Most used: center, space-between, and space-evenly.

align-items

Aligns items along the cross axis (vertical for rows, horizontal for columns).

.container {
  align-items: stretch;     /* default — items stretch to fill */
  align-items: flex-start;  /* align to top */
  align-items: flex-end;    /* align to bottom */
  align-items: center;      /* center vertically */
  align-items: baseline;    /* align by text baseline */
}

flex-wrap

By default, flex items try to squeeze into one line. flex-wrap lets them wrap to new lines.

.container {
  flex-wrap: nowrap; /* default */
  flex-wrap: wrap;   /* items wrap to next line */
}

gap

The modern way to add spacing between items. No more margin hacks.

.container {
  gap: 16px;        /* same gap in both directions */
  gap: 16px 24px;   /* row-gap column-gap */
}

Item Properties

flex-grow

How much an item should grow relative to siblings when extra space exists.

.item {
  flex-grow: 0; /* default — don't grow */
  flex-grow: 1; /* grow to fill available space */
}

If one item has flex-grow: 2 and another has flex-grow: 1, the first gets twice as much extra space.

flex-shrink

How much an item should shrink relative to siblings when space is tight.

.item {
  flex-shrink: 1; /* default — items shrink equally */
  flex-shrink: 0; /* don't shrink this item */
}

flex-basis

The starting size of an item before growing/shrinking.

.item {
  flex-basis: auto;  /* default — use content size */
  flex-basis: 200px; /* start at 200px */
  flex-basis: 0;     /* ignore content size, distribute space equally */
}

The flex Shorthand

The flex shorthand combines grow, shrink, and basis:

.item {
  flex: 1;       /* flex-grow: 1, flex-shrink: 1, flex-basis: 0% */
  flex: 0 0 200px; /* don't grow, don't shrink, 200px wide */
}

flex: 1 is the most common shorthand — it means "take up equal available space."

align-self

Override the container's align-items for a single item:

.special-item {
  align-self: flex-end; /* this item goes to the bottom */
}

Common Flexbox Patterns

Centering Everything

.container {
  display: flex;
  justify-content: center;
  align-items: center;
  min-height: 100vh;
}

This is the simplest way to center anything on a page.
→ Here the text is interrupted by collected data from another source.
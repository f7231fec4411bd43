//! Writers that turn an [`Analysis`] into a file.

use std::{
    fs,
    path::{Path, PathBuf},
};

use chrono::{NaiveDate, Utc};
use macd_engine::{Crossover, Marker};
use serde::Serialize;
use serde_json::{Value, json};
use tracing::info;
use uuid::Uuid;

use crate::{Analysis, ChartError};

/// Something that renders an analysis. Implementations own their target.
pub trait ChartSink {
    type Output;

    fn write(&self, analysis: &Analysis) -> Result<Self::Output, ChartError>;
}

/// `<dir>/<TICKER>_<YYYYmmddHHMMSS>_<uuid>.<ext>`, unique per call.
pub fn output_path(dir: &Path, ticker: &str, ext: &str) -> PathBuf {
    let stamp = Utc::now().format("%Y%m%d%H%M%S");
    dir.join(format!("{ticker}_{stamp}_{}.{ext}", Uuid::new_v4()))
}

fn create_parent(path: &Path) -> Result<(), ChartError> {
    match path.parent() {
        Some(parent) if !parent.as_os_str().is_empty() => {
            fs::create_dir_all(parent).map_err(ChartError::io(parent))
        }
        _ => Ok(()),
    }
}

const PLOTLY_CDN: &str = "https://cdn.plot.ly/plotly-2.35.2.min.js";
const MA_COLORS: [&str; 4] = ["magenta", "cyan", "yellow", "black"];

/// Standalone HTML page with a two-row Plotly figure: candles, moving
/// averages and markers on top, the MACD and signal lines below.
#[derive(Debug, Clone)]
pub struct PlotlyHtmlSink {
    path: PathBuf,
}

impl PlotlyHtmlSink {
    pub fn new(path: impl Into<PathBuf>) -> Self {
        Self { path: path.into() }
    }

    pub fn path(&self) -> &Path {
        &self.path
    }
}

fn marker_trace(
    markers: &[(NaiveDate, f64)],
    kind: Crossover,
    size: u32,
    name: &str,
    axes: (&str, &str),
) -> Value {
    let (symbol, color) = match kind {
        Crossover::Bearish => ("triangle-down", "red"),
        _ => ("triangle-up", "green"),
    };
    let (x, y): (Vec<NaiveDate>, Vec<f64>) = markers.iter().copied().unzip();
    json!({
        "type": "scatter",
        "mode": "markers",
        "x": x,
        "y": y,
        "name": name,
        "marker": { "symbol": symbol, "color": color, "size": size },
        "xaxis": axes.0,
        "yaxis": axes.1,
    })
}

/// The Plotly `data` and `layout` objects for an analysis.
pub fn plotly_figure(analysis: &Analysis) -> Value {
    let dates: Vec<NaiveDate> = analysis.macd.dates().to_vec();
    let bars = &analysis.bars.bars;
    let top = ("x", "y");
    let bottom = ("x2", "y2");

    let mut traces = vec![json!({
        "type": "candlestick",
        "name": "Candlestick",
        "x": dates,
        "open": bars.iter().map(|b| b.open).collect::<Vec<_>>(),
        "high": bars.iter().map(|b| b.high).collect::<Vec<_>>(),
        "low": bars.iter().map(|b| b.low).collect::<Vec<_>>(),
        "close": bars.iter().map(|b| b.close).collect::<Vec<_>>(),
        "xaxis": top.0,
        "yaxis": top.1,
    })];

    for (ma, color) in analysis.moving_averages.iter().zip(MA_COLORS) {
        traces.push(json!({
            "type": "scatter",
            "mode": "lines",
            "name": format!("MA{} days MA", ma.window),
            "x": dates,
            "y": ma.values,
            "line": { "color": color, "width": 1.5 },
            "xaxis": top.0,
            "yaxis": top.1,
        }));
    }

    traces.push(json!({
        "type": "scatter",
        "mode": "lines",
        "name": "MACD",
        "x": dates,
        "y": analysis.macd.macd_line(),
        "line": { "color": "blue", "width": 2 },
        "xaxis": bottom.0,
        "yaxis": bottom.1,
    }));
    traces.push(json!({
        "type": "scatter",
        "mode": "lines",
        "name": "Signal Line",
        "x": dates,
        "y": analysis.macd.signal_line(),
        "line": { "color": "orange", "width": 2 },
        "xaxis": bottom.0,
        "yaxis": bottom.1,
    }));

    let pick = |kind: Crossover, value: &dyn Fn(&Marker) -> Option<f64>| -> Vec<(NaiveDate, f64)> {
        analysis
            .markers
            .iter()
            .filter(|m| m.kind == kind)
            .filter_map(|m| value(m).map(|v| (m.date, v)))
            .collect()
    };
    let on_macd = |m: &Marker| Some(m.macd);
    let on_close = |m: &Marker| analysis.close_at(m);

    traces.push(marker_trace(
        &pick(Crossover::Bullish, &on_macd),
        Crossover::Bullish,
        20,
        "Bullish Crossover (MACD)",
        bottom,
    ));
    traces.push(marker_trace(
        &pick(Crossover::Bearish, &on_macd),
        Crossover::Bearish,
        20,
        "Bearish Crossover (MACD)",
        bottom,
    ));
    traces.push(marker_trace(
        &pick(Crossover::Bullish, &on_close),
        Crossover::Bullish,
        25,
        "Bullish Crossover (Close)",
        top,
    ));
    traces.push(marker_trace(
        &pick(Crossover::Bearish, &on_close),
        Crossover::Bearish,
        25,
        "Bearish Crossover (Close)",
        top,
    ));

    let layout = json!({
        "title": { "text": format!("{} MACD {}/{}/{}, {}",
            analysis.ticker,
            analysis.params.fast,
            analysis.params.slow,
            analysis.params.signal,
            analysis.scale.describe()) },
        "height": 800,
        "showlegend": true,
        "xaxis": { "anchor": "y", "rangeslider": { "visible": false }, "showticklabels": false },
        "xaxis2": { "anchor": "y2", "matches": "x", "rangeslider": { "visible": false } },
        "yaxis": { "domain": [0.24, 1.0] },
        "yaxis2": { "domain": [0.0, 0.22] },
        "annotations": [
            { "text": format!("{} Candlestick", analysis.ticker), "showarrow": false,
              "xref": "paper", "yref": "paper", "x": 0.5, "y": 1.0, "yanchor": "bottom" },
            { "text": "MACD", "showarrow": false,
              "xref": "paper", "yref": "paper", "x": 0.5, "y": 0.22, "yanchor": "bottom" },
        ],
    });

    json!({ "data": traces, "layout": layout })
}

/// Full HTML document embedding the figure.
pub fn render_html(analysis: &Analysis) -> Result<String, ChartError> {
    // "</" inside a script block would end it early
    let figure = serde_json::to_string(&plotly_figure(analysis))?.replace("</", "<\\/");
    Ok(format!(
        r#"<!DOCTYPE html>
<html>
<head>
<meta charset="utf-8">
<title>{ticker} MACD</title>
<script src="{PLOTLY_CDN}"></script>
</head>
<body>
<div id="chart" style="width:100%;height:800px;"></div>
<script>
const figure = {figure};
Plotly.newPlot("chart", figure.data, figure.layout, {{responsive: true}});
</script>
</body>
</html>
"#,
        ticker = analysis.ticker,
    ))
}

impl ChartSink for PlotlyHtmlSink {
    type Output = PathBuf;

    fn write(&self, analysis: &Analysis) -> Result<PathBuf, ChartError> {
        let html = render_html(analysis)?;
        create_parent(&self.path)?;
        fs::write(&self.path, html).map_err(ChartError::io(&self.path))?;
        info!("wrote chart for {} to {}", analysis.ticker, self.path.display());
        Ok(self.path.clone())
    }
}

#[derive(Debug, Serialize)]
struct ExportRow {
    date: NaiveDate,
    open: f64,
    high: f64,
    low: f64,
    close: f64,
    volume: f64,
    macd: f64,
    signal: f64,
    crossover: i8,
    marker: bool,
}

/// One CSV row per bar with the MACD values on the chosen scale. The
/// `crossover` column holds 1, -1 or 0.
#[derive(Debug, Clone)]
pub struct CsvSink {
    path: PathBuf,
}

impl CsvSink {
    pub fn new(path: impl Into<PathBuf>) -> Self {
        Self { path: path.into() }
    }

    pub fn path(&self) -> &Path {
        &self.path
    }
}

impl ChartSink for CsvSink {
    type Output = PathBuf;

    fn write(&self, analysis: &Analysis) -> Result<PathBuf, ChartError> {
        create_parent(&self.path)?;
        let mut writer = csv::Writer::from_path(&self.path)?;
        for (i, (bar, point)) in analysis.bars.bars.iter().zip(analysis.macd.points()).enumerate() {
            writer.serialize(ExportRow {
                date: point.date,
                open: bar.open,
                high: bar.high,
                low: bar.low,
                close: bar.close,
                volume: bar.volume,
                macd: point.macd,
                signal: point.signal,
                crossover: point.crossover.as_i8(),
                marker: analysis.is_marked(i),
            })?;
        }
        writer.flush().map_err(ChartError::io(&self.path))?;
        info!("exported {} rows for {} to {}", analysis.macd.len(), analysis.ticker, self.path.display());
        Ok(self.path.clone())
    }
}
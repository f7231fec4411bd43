use anyhow::{Context, Result};
use chrono::Utc;
use clap::Parser;
use macd_chart::{
    cli::{Cli, Command},
    config::AppConfig,
    run_analysis,
    sink::{ChartSink, CsvSink, PlotlyHtmlSink, output_path},
};
use market_data_ingestor::{
    models::bar::EXCHANGE_TZ,
    providers::build_provider,
    retry::{RetryPolicy, RetryingProvider},
};
use tracing::debug;
use tracing_subscriber::EnvFilter;

const DEFAULT_LOG_FILTER: &str = "macd_chart=info,market_data_ingestor=info";

#[tokio::main]
async fn main() -> Result<()> {
    // API keys may live in .env; a missing file is fine
    let dotenv = dotenvy::dotenv().ok();

    tracing_subscriber::fmt()
        .with_env_filter(EnvFilter::try_from_default_env().unwrap_or_else(|_| EnvFilter::new(DEFAULT_LOG_FILTER)))
        .with_writer(std::io::stderr)
        .init();
    if let Some(path) = dotenv {
        debug!("loaded environment from {}", path.display());
    }

    let cli = Cli::parse();
    let mut cfg = AppConfig::load(cli.config.as_deref()).context("loading configuration")?;
    let args = cli.command.selection();
    args.apply_to(&mut cfg);

    let today = Utc::now().with_timezone(&EXCHANGE_TZ).date_naive();
    let request = args.to_request(&cfg, today)?;

    let provider = build_provider(&cfg.provider_settings()).context("setting up the data provider")?;
    let provider = RetryingProvider::new(provider, RetryPolicy::from(cfg.retry));

    let analysis = run_analysis(&provider, request).await?;

    let out = match &args.out {
        Some(path) => path.clone(),
        None => output_path(&cfg.output_dir, &analysis.ticker, cli.command.extension()),
    };
    let written = match &cli.command {
        Command::Chart(_) => PlotlyHtmlSink::new(out).write(&analysis)?,
        Command::Export(_) => CsvSink::new(out).write(&analysis)?,
    };

    println!("{}", written.display());
    Ok(())
}
//! # Receipt Templates
//!
//! Turns a field map into an ordered sequence of [`Driver`] operations.
//!
//! The same template drives every printer family; only the bytes differ.
//! Formatting is deterministic: the field map is a `BTreeMap` and nothing
//! time- or environment-dependent is read, so identical inputs give
//! byte-identical jobs.
//!
//! ## Water Bill (`water-bill`)
//!
//! ```text
//! ---------------------------------
//!            ABC Co               <- tenCongTy (bold)
//!      12 Lê Lợi, Quận 1          <- diaChiCongTy
//!          ĐT: 028 3822           <- dienThoai
//!      GIẤY BÁO TIỀN NƯỚC
//!          KỲ: 01/2024            <- ky
//! ---------------------------------
//! Mã KH: 0123456                  <- maKhachHang
//! Tên KH: Nguyễn Văn An           <- tenKhachHang
//! Địa chỉ: ...                    <- diaChi
//! Chỉ số cũ   Chỉ số mới  Tiêu thụ
//! 120         132         12 m3   <- chiSoCu / chiSoMoi / tieuThu
//! ---------------------------------
//! Tiền nước:            150000 VND <- tienNuoc
//! Thuế VAT:               7500 VND <- thueVat
//! Phí BVMT:              15000 VND <- phiBvmt
//! Tổng cộng:            172500 VND <- tongCong
//! ---------------------------------
//! ghiChu / nhanVien / ngayIn
//!     Xin cảm ơn quý khách!
//!         [payment QR]             <- qrFile or noiDungQr
//! ```
//!
//! Every field is optional. A missing or blank field drops its whole line.

use std::collections::BTreeMap;
use std::fmt;
use std::str::FromStr;

use tracing::{debug, warn};

use crate::assets::AssetStore;
use crate::driver::{AlignedText, Driver};
use crate::error::PrinterError;
use crate::layout::TextRaster;
use crate::protocol::text::Alignment;

/// Label → value input for one receipt.
pub type ReceiptFields = BTreeMap<String, String>;

/// Field keys understood by the water-bill template.
pub mod fields {
    pub const TEN_CONG_TY: &str = "tenCongTy";
    pub const DIA_CHI_CONG_TY: &str = "diaChiCongTy";
    pub const DIEN_THOAI: &str = "dienThoai";
    pub const KY: &str = "ky";
    pub const MA_KHACH_HANG: &str = "maKhachHang";
    pub const TEN_KHACH_HANG: &str = "tenKhachHang";
    pub const DIA_CHI: &str = "diaChi";
    pub const CHI_SO_CU: &str = "chiSoCu";
    pub const CHI_SO_MOI: &str = "chiSoMoi";
    pub const TIEU_THU: &str = "tieuThu";
    pub const TIEN_NUOC: &str = "tienNuoc";
    pub const THUE_VAT: &str = "thueVat";
    pub const PHI_BVMT: &str = "phiBvmt";
    pub const TONG_CONG: &str = "tongCong";
    pub const GHI_CHU: &str = "ghiChu";
    pub const NHAN_VIEN: &str = "nhanVien";
    pub const NGAY_IN: &str = "ngayIn";
    pub const QR_FILE: &str = "qrFile";
    pub const NOI_DUNG_QR: &str = "noiDungQr";
}

/// Largest dots per QR module when the code is generated from a payload.
/// Long payloads get smaller modules so the code fits the head.
const QR_CELL_SIZE: usize = 6;

/// Feed after the last element so the tear bar clears the QR code.
const TRAILING_FEED: u8 = 3;

/// Receipt layouts.
#[derive(Debug, Clone, Copy, PartialEq, Eq, Hash, Default)]
pub enum Template {
    /// Giấy báo tiền nước: monthly water bill notice
    #[default]
    WaterBill,
}

impl Template {
    pub fn name(&self) -> &'static str {
        match self {
            Template::WaterBill => "water-bill",
        }
    }
}

impl FromStr for Template {
    type Err = PrinterError;

    fn from_str(s: &str) -> Result<Self, Self::Err> {
        match s.trim().to_lowercase().as_str() {
            "water-bill" | "giay-bao-tien-nuoc" => Ok(Template::WaterBill),
            other => Err(PrinterError::Config(format!("unknown template '{}'", other))),
        }
    }
}

impl fmt::Display for Template {
    fn fmt(&self, f: &mut fmt::Formatter<'_>) -> fmt::Result {
        f.write_str(self.name())
    }
}

// ============================================================================
// FORMATTER
// ============================================================================

/// One format call: a template applied to a field map on a bound driver.
pub struct ReceiptFormatter<'a> {
    driver: &'a mut dyn Driver,
    fields: &'a ReceiptFields,
    assets: &'a dyn AssetStore,
}

impl<'a> ReceiptFormatter<'a> {
    /// Format a whole job and return its bytes.
    ///
    /// Asset problems are printed inline as `ERROR:` lines. Buffer overflow
    /// aborts the job.
    pub fn format(
        template: Template,
        fields: &'a ReceiptFields,
        driver: &'a mut dyn Driver,
        assets: &'a dyn AssetStore,
    ) -> Result<Vec<u8>, PrinterError> {
        let mut formatter = ReceiptFormatter {
            driver,
            fields,
            assets,
        };
        formatter.driver.begin_job();
        formatter.driver.init_printer()?;
        match template {
            Template::WaterBill => formatter.water_bill()?,
        }
        let bytes = formatter.driver.flush();
        debug!(%template, family = %formatter.driver.family(), bytes = bytes.len(), "formatted receipt");
        Ok(bytes)
    }

    /// Non-blank field value.
    fn field(&self, key: &str) -> Option<&'a str> {
        self.fields
            .get(key)
            .map(|v| v.trim())
            .filter(|v| !v.is_empty())
    }

    fn text(&mut self, text: AlignedText) -> Result<(), PrinterError> {
        self.driver.emit_aligned_text(&text)
    }

    /// `label value` on one line, omitted when the value is blank.
    fn labeled(&mut self, label: &str, key: &str) -> Result<(), PrinterError> {
        if let Some(value) = self.field(key) {
            self.text(AlignedText::new(format!("{} {}", label, value)))?;
        }
        Ok(())
    }

    /// `label ........ value VND`, omitted when the value is blank.
    fn amount(&mut self, label: &str, key: &str, emphasize: bool) -> Result<(), PrinterError> {
        let Some(value) = self.field(key) else {
            return Ok(());
        };
        let mut left = AlignedText::new(label);
        if emphasize {
            left = left.bold();
        }
        let right = AlignedText::new(format!("{} VND", value)).right().bold();
        self.driver.emit_two_column_text(&left, &right)
    }

    // ========================================================================
    // WATER BILL
    // ========================================================================

    fn water_bill(&mut self) -> Result<(), PrinterError> {
        self.driver.emit_separator_line()?;
        self.water_bill_header()?;
        self.driver.emit_separator_line()?;
        self.water_bill_customer()?;
        self.driver.emit_separator_line()?;
        self.water_bill_amounts()?;
        self.driver.emit_separator_line()?;
        self.water_bill_footer()?;
        self.payment_qr()?;
        self.driver.emit_line_feeds(TRAILING_FEED)
    }

    fn water_bill_header(&mut self) -> Result<(), PrinterError> {
        use fields::*;

        if let Some(company) = self.field(TEN_CONG_TY) {
            self.text(AlignedText::new(company).center().bold())?;
        }
        if let Some(address) = self.field(DIA_CHI_CONG_TY) {
            self.text(AlignedText::new(address).center())?;
        }
        if let Some(phone) = self.field(DIEN_THOAI) {
            self.text(AlignedText::new(format!("ĐT: {}", phone)).center())?;
        }
        self.text(AlignedText::new("GIẤY BÁO TIỀN NƯỚC").center().bold())?;
        if let Some(period) = self.field(KY) {
            self.text(AlignedText::new(format!("KỲ: {}", period)).center())?;
        }
        Ok(())
    }

    fn water_bill_customer(&mut self) -> Result<(), PrinterError> {
        use fields::*;

        self.labeled("Mã KH:", MA_KHACH_HANG)?;
        self.labeled("Tên KH:", TEN_KHACH_HANG)?;
        self.labeled("Địa chỉ:", DIA_CHI)?;

        let old = self.field(CHI_SO_CU);
        let new = self.field(CHI_SO_MOI);
        let used = self.field(TIEU_THU);
        if old.is_some() || new.is_some() || used.is_some() {
            self.driver.emit_three_column_text(
                &AlignedText::new("Chỉ số cũ"),
                &AlignedText::new("Chỉ số mới"),
                &AlignedText::new("Tiêu thụ"),
            )?;
            self.driver.emit_three_column_text(
                &AlignedText::new(old.unwrap_or("-")),
                &AlignedText::new(new.unwrap_or("-")),
                &AlignedText::new(used.map(|u| format!("{} m3", u)).unwrap_or_else(|| "-".into()))
                    .bold(),
            )?;
        }
        Ok(())
    }

    fn water_bill_amounts(&mut self) -> Result<(), PrinterError> {
        use fields::*;

        self.amount("Tiền nước:", TIEN_NUOC, false)?;
        self.amount("Thuế VAT:", THUE_VAT, false)?;
        self.amount("Phí BVMT:", PHI_BVMT, false)?;
        self.amount("Tổng cộng:", TONG_CONG, true)
    }

    fn water_bill_footer(&mut self) -> Result<(), PrinterError> {
        use fields::*;

        if let Some(note) = self.field(GHI_CHU) {
            self.text(AlignedText::new(note))?;
        }
        self.labeled("Nhân viên:", NHAN_VIEN)?;
        self.labeled("Ngày in:", NGAY_IN)?;
        self.text(AlignedText::new("Xin cảm ơn quý khách!").center())
    }

    /// Staged QR image if one is named, otherwise a code generated from the
    /// payload. Neither field: nothing.
    fn payment_qr(&mut self) -> Result<(), PrinterError> {
        if let Some(file) = self.field(fields::QR_FILE) {
            let raster = if self.assets.exists(file) {
                self.assets.load(file)
            } else {
                Err(PrinterError::AssetMissing(format!("{} not found", file)))
            };
            return self.image_or_error(raster);
        }
        if let Some(payload) = self.field(fields::NOI_DUNG_QR) {
            let head_width = self.driver.profile().head_width_dots as usize;
            let raster = TextRaster::qr_fitting(payload, head_width, QR_CELL_SIZE);
            return self.image_or_error(raster);
        }
        Ok(())
    }

    fn image_or_error(&mut self, raster: Result<TextRaster, PrinterError>) -> Result<(), PrinterError> {
        match raster {
            Ok(raster) => self.driver.emit_image(&raster, Alignment::Center),
            Err(PrinterError::AssetMissing(reason)) => {
                warn!(%reason, "payment QR unavailable");
                self.driver.emit_asset_error(&reason)
            }
            Err(e) => {
                warn!(error = %e, "payment QR unusable");
                self.driver.emit_asset_error(&e.to_string())
            }
        }
    }
}

// ============================================================================
// LOOKUP FUNCTIONS
// ============================================================================

/// List all available template names
pub fn list_templates() -> &'static [&'static str] {
    &["water-bill"]
}

/// Format a receipt with a named template.
pub fn format_receipt(
    template: Template,
    fields: &ReceiptFields,
    driver: &mut dyn Driver,
    assets: &dyn AssetStore,
) -> Result<Vec<u8>, PrinterError> {
    ReceiptFormatter::format(template, fields, driver, assets)
}

#[cfg(test)]
mod tests {
    use super::*;
    use crate::assets::NoAssets;
    use crate::printer::PrinterFamily;

    fn sample() -> ReceiptFields {
        [
            ("tenCongTy", "ABC Co"),
            ("ky", "01/2024"),
            ("tienNuoc", "150000"),
        ]
        .into_iter()
        .map(|(k, v)| (k.to_string(), v.to_string()))
        .collect()
    }

    fn format_for(family: PrinterFamily, fields: &ReceiptFields) -> Vec<u8> {
        let mut driver = family.driver(crate::buffer::DEFAULT_CAPACITY);
        format_receipt(Template::WaterBill, fields, driver.as_mut(), &NoAssets).unwrap()
    }

    #[test]
    fn test_template_lookup() {
        assert_eq!("water-bill".parse::<Template>().unwrap(), Template::WaterBill);
        assert!("menu".parse::<Template>().is_err());
        for name in list_templates() {
            assert!(name.parse::<Template>().is_ok());
        }
    }

    #[test]
    fn test_every_family_formats() {
        for family in PrinterFamily::ALL {
            let bytes = format_for(family, &sample());
            assert!(!bytes.is_empty(), "{} produced nothing", family);
        }
    }

    #[test]
    fn test_blank_optional_field_is_omitted() {
        let mut fields = sample();
        fields.insert("maKhachHang".into(), "   ".into());
        let bytes = format_for(PrinterFamily::Honeywell0188, &fields);
        let text = String::from_utf8_lossy(&bytes);
        assert!(!text.contains("Mã KH:"));
        assert!(!text.contains("Chỉ số"));
    }

    #[test]
    fn test_missing_qr_file_prints_error_line() {
        let mut fields = sample();
        fields.insert("qrFile".into(), "qr-code.png".into());
        let bytes = format_for(PrinterFamily::HoneywellPr3, &fields);
        let text = String::from_utf8_lossy(&bytes);
        assert!(text.contains("ERROR: qr-code.png not found"));
    }

    #[test]
    fn test_qr_payload_generates_image() {
        let mut fields = sample();
        fields.insert("noiDungQr".into(), "00020101021238570010A000000727".into());
        let bytes = format_for(PrinterFamily::WoosimWspI350, &fields);
        let gs_v_0 = [0x1D, b'v', b'0', 0];
        assert!(bytes.windows(4).any(|w| w == gs_v_0));
    }

    #[test]
    fn test_long_qr_payload_fits_head() {
        let mut fields = sample();
        fields.insert("noiDungQr".into(), "X".repeat(900));
        let bytes = format_for(PrinterFamily::WoosimWspI350, &fields);

        // GS v 0 m xL xH yL yH: width in bytes must stay within 576 dots
        let at = bytes
            .windows(3)
            .position(|w| w == [0x1D, b'v', b'0'])
            .expect("QR image emitted");
        let width_bytes = u16::from_le_bytes([bytes[at + 4], bytes[at + 5]]);
        assert!(width_bytes as usize * 8 <= 576, "QR is {} bytes wide", width_bytes);
    }

    #[test]
    fn test_unprintable_qr_payload_prints_error_line() {
        let mut fields = sample();
        // More data than any QR version holds
        fields.insert("noiDungQr".into(), "X".repeat(5000));
        let bytes = format_for(PrinterFamily::Honeywell0188, &fields);
        let text = String::from_utf8_lossy(&bytes);
        assert!(text.contains("ERROR: Image error: QR code generation failed"));
    }

    #[test]
    fn test_overflow_aborts_job() {
        let mut driver = PrinterFamily::HoneywellPr3.driver(512);
        let err = format_receipt(Template::WaterBill, &sample(), driver.as_mut(), &NoAssets)
            .unwrap_err();
        assert!(matches!(err, PrinterError::BufferOverflow { .. }));
    }
}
Two lines of actual layout code.

Navigation Bar

nav {
  display: flex;
  justify-content: space-between;
  align-items: center;
  padding: 0 24px;
}

Logo on the left, links on the right — done.

Card Grid That Wraps

.cards {
  display: flex;
  flex-wrap: wrap;
  gap: 16px;
}

.card {
  flex: 0 0 calc(33.33% - 16px);
}

Three cards per row that wrap to the next line on smaller screens.

Sticky Footer

body {
  display: flex;
  flex-direction: column;
  min-height: 100vh;
}

main {
  flex: 1; /* main content takes all available space */
}

The footer sticks to the bottom even when content is short.

Flexbox vs Grid

FeatureFlexboxGrid
Dimension1D (row OR column)2D (rows AND columns)
Best forComponents, navbars, cardsFull page layouts, dashboards
AlignmentAlong main/cross axisRow and column tracks
When to useMost of the timeWhen you need a 2D grid

Rule of thumb: Use flexbox for most things. Use grid when you need rows AND columns working together.

Key Takeaways

  1. display: flex on the parent — that's how you start
  2. justify-content and align-items handle 90% of alignment needs
  3. flex: 1 means "take up available space"
  4. gap replaces margin hacks for spacing
  5. Flexbox is one-dimensional — use CSS Grid for 2D layouts

Flexbox isn't just a tool — it's the default way to build layouts in modern CSS. Master it, and you'll build faster and with fewer bugs.